After discussing some of the places that are seen in Bleak House, that are placed within Chancery Lane, our trip took us down to the heart of London. What was most striking to me was the fact that while in the city, tremendous buildings spring up before your eyes at every turn, it seems. Nearly every building has some unique aspect of architecture that fills the mind with a sense of wonder and astonishment at how well these ancient buildings have been maintained. One of the most fascinating structures was St. Paul’s Cathedral that acted as a beacon of hope for the London people during World War 2. It is a massive neo-classical structure that holds some of England’s most important people’s remains. Also, it managed to stay intact during the Second World War, which allows it to be considered a monument to Britain’s past and present.

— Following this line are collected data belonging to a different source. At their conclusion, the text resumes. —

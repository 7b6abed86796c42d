//! # Views — Multi-Pool Intersection Iteration
//!
//! A [`View`] walks every live entity that owns **all** of the component
//! types named in its parameter tuple. Each pool keeps its own dense
//! array, so an intersection is computed by scanning one pool and probing
//! the others:
//!
//! ```text
//!   view::<(&Position, &mut Velocity)>()
//!
//!   Position pool (5 entities)        Velocity pool (2 entities)
//!   ┌────┬────┬────┬────┬────┐        ┌────┬────┐
//!   │ e0 │ e3 │ e7 │ e1 │ e9 │        │ e3 │ e9 │   ◀── driver
//!   └────┴────┴────┴────┴────┘        └────┴────┘
//!
//!   scan the smallest pool, probe the rest:  e3 ✓   e9 ✓
//! ```
//!
//! The driving pool is always the one with the fewest elements, so the
//! cost of a scan is `O(min(len))` probes rather than `O(max(len))`.
//!
//! ## Extract / Restore
//!
//! Iterating one pool while fetching from another would require two
//! simultaneous borrows of the registry's pool table. Instead, each
//! parameter *extracts* its pool out of the registry (moving the `Box`,
//! not the data), the scan runs against the extracted sources, and the
//! pools are *restored* afterwards. A consequence worth knowing: naming
//! the same component type twice in one view finds its pool already
//! extracted and panics, for `&T`/`&mut T` aliasing would be unsound.
//!
//! The view holds `&mut Registry` for its whole lifetime, so callbacks
//! running inside [`View::each`] cannot reach back into the registry to
//! create or destroy anything. Structural changes have to wait until the
//! scan finishes.
//!
//! ## Comparison
//!
//! - **EnTT**: `registry.view<A, B>().each(...)` with the same
//!   smallest-pool-drives rule. This module is that design in Rust,
//!   with the borrow checker standing in for EnTT's "don't mutate the
//!   pools mid-iteration" footnote.
//! - **hecs / bevy_ecs**: queries walk archetypes, so an intersection
//!   is a table lookup rather than a probe. Sparse sets pay the probe
//!   and in exchange keep per-pool insert/remove at a strict O(1).

use crate::entity::Entity;
use crate::pool::Pool;
use crate::registry::Registry;
use std::marker::PhantomData;

// ── View parameters ──────────────────────────────────────────────────────────

/// A type that can appear in a [`View`]: `&T`, `&mut T`, or a tuple of
/// those (up to eight elements).
///
/// Implementations extract their pool from the registry, answer probes
/// for single entities, and put the pool back when the scan is over.
/// Tuples delegate element-wise; their `entities` slice is the dense
/// array of the smallest member pool, which is what makes it the driver.
pub trait ViewParam {
    /// What the closure receives per matched entity.
    type Item<'a>;
    /// The pool storage held while the view is running.
    type Source;

    /// Create the backing pool(s) if they do not exist yet, so that a
    /// view over a never-touched type is empty rather than an error.
    fn ensure(registry: &mut Registry);

    /// Move the backing pool(s) out of the registry.
    ///
    /// # Panics
    ///
    /// Panics if a pool is already extracted, which happens when the
    /// same component type is named twice in one view.
    fn extract(registry: &mut Registry) -> Self::Source;

    /// Move the backing pool(s) back into the registry.
    fn restore(source: Self::Source, registry: &mut Registry);

    /// Number of entities the driving candidate holds.
    fn len(source: &Self::Source) -> usize;

    /// Dense entity array of the driving candidate.
    fn entities(source: &Self::Source) -> &[Entity];

    /// Fetch this parameter's item for one entity, or `None` if the
    /// entity is missing from any member pool.
    fn fetch(source: &mut Self::Source, entity: Entity) -> Option<Self::Item<'_>>;
}

impl<T: 'static> ViewParam for &T {
    type Item<'a> = &'a T;
    type Source = Box<Pool<T>>;

    fn ensure(registry: &mut Registry) {
        registry.ensure_pool::<T>();
    }

    fn extract(registry: &mut Registry) -> Self::Source {
        registry.extract_pool::<T>()
    }

    fn restore(source: Self::Source, registry: &mut Registry) {
        registry.restore_pool(source);
    }

    fn len(source: &Self::Source) -> usize {
        source.len()
    }

    fn entities(source: &Self::Source) -> &[Entity] {
        source.entities()
    }

    fn fetch(source: &mut Self::Source, entity: Entity) -> Option<Self::Item<'_>> {
        source.get(entity)
    }
}

impl<T: 'static> ViewParam for &mut T {
    type Item<'a> = &'a mut T;
    type Source = Box<Pool<T>>;

    fn ensure(registry: &mut Registry) {
        registry.ensure_pool::<T>();
    }

    fn extract(registry: &mut Registry) -> Self::Source {
        registry.extract_pool::<T>()
    }

    fn restore(source: Self::Source, registry: &mut Registry) {
        registry.restore_pool(source);
    }

    fn len(source: &Self::Source) -> usize {
        source.len()
    }

    fn entities(source: &Self::Source) -> &[Entity] {
        source.entities()
    }

    fn fetch(source: &mut Self::Source, entity: Entity) -> Option<Self::Item<'_>> {
        source.get_mut(entity)
    }
}

macro_rules! impl_view_param_tuple {
    ($($param:ident),+) => {
        impl<$($param: ViewParam),+> ViewParam for ($($param,)+) {
            type Item<'a> = ($($param::Item<'a>,)+);
            type Source = ($($param::Source,)+);

            fn ensure(registry: &mut Registry) {
                $($param::ensure(registry);)+
            }

            fn extract(registry: &mut Registry) -> Self::Source {
                ($($param::extract(registry),)+)
            }

            #[allow(non_snake_case)]
            fn restore(source: Self::Source, registry: &mut Registry) {
                let ($($param,)+) = source;
                $($param::restore($param, registry);)+
            }

            #[allow(non_snake_case)]
            fn len(source: &Self::Source) -> usize {
                let ($($param,)+) = source;
                let mut smallest = usize::MAX;
                $(smallest = smallest.min($param::len($param));)+
                smallest
            }

            #[allow(non_snake_case)]
            fn entities(source: &Self::Source) -> &[Entity] {
                let ($($param,)+) = source;
                let mut driver: &[Entity] = &[];
                let mut smallest = usize::MAX;
                $(
                    if $param::len($param) < smallest {
                        smallest = $param::len($param);
                        driver = $param::entities($param);
                    }
                )+
                driver
            }

            #[allow(non_snake_case)]
            fn fetch(source: &mut Self::Source, entity: Entity) -> Option<Self::Item<'_>> {
                let ($($param,)+) = source;
                Some(($($param::fetch($param, entity)?,)+))
            }
        }
    };
}

impl_view_param_tuple!(A);
impl_view_param_tuple!(A, B);
impl_view_param_tuple!(A, B, C);
impl_view_param_tuple!(A, B, C, D);
impl_view_param_tuple!(A, B, C, D, E);
impl_view_param_tuple!(A, B, C, D, E, F);
impl_view_param_tuple!(A, B, C, D, E, F, G);
impl_view_param_tuple!(A, B, C, D, E, F, G, H);

// ── View ─────────────────────────────────────────────────────────────────────

/// An iterable intersection over the pools named by `Q`.
///
/// Created by [`Registry::view`]. Constructing the view creates any
/// missing pools up front; the actual scan happens in [`View::each`].
pub struct View<'r, Q: ViewParam> {
    registry: &'r mut Registry,
    _param: PhantomData<Q>,
}

impl<'r, Q: ViewParam> View<'r, Q> {
    pub(crate) fn new(registry: &'r mut Registry) -> Self {
        Q::ensure(registry);
        View {
            registry,
            _param: PhantomData,
        }
    }

    /// Call `f` once per entity that owns every component in `Q`, in the
    /// dense order of the smallest member pool.
    ///
    /// # Example
    ///
    /// ```
    /// # use fafnir::registry::Registry;
    /// # struct Position { x: f32, y: f32 }
    /// # struct Velocity { dx: f32, dy: f32 }
    /// # let mut registry = Registry::new();
    /// # let entity = registry.create_entity();
    /// # registry.emplace_component(entity, Position { x: 0.0, y: 0.0 });
    /// # registry.emplace_component(entity, Velocity { dx: 1.0, dy: 2.0 });
    /// registry.view::<(&mut Position, &Velocity)>().each(|_entity, (position, velocity)| {
    ///     position.x += velocity.dx;
    ///     position.y += velocity.dy;
    /// });
    /// ```
    pub fn each(self, mut f: impl FnMut(Entity, Q::Item<'_>)) {
        let mut source = Q::extract(self.registry);
        // The driver's dense array moves along with its extracted pool,
        // so the scan list has to be copied out before probing starts.
        let driver: Vec<Entity> = Q::entities(&source).to_vec();
        for entity in driver {
            if let Some(item) = Q::fetch(&mut source, entity) {
                f(entity, item);
            }
        }
        Q::restore(source, self.registry);
    }
}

After walking a bit further, we were able to cross London Bridge, which is an amazing historical structure. Even though London Bridge was bought by an American and sent to Arizona, the one that we walked down seemed to hold within it a sense of the past and the present.
Throughout our walks and discussions of the myriad buildings that London contains, one is struck with the sense that all of London contains one common theme within it—a social and architectural connection between the past and the present.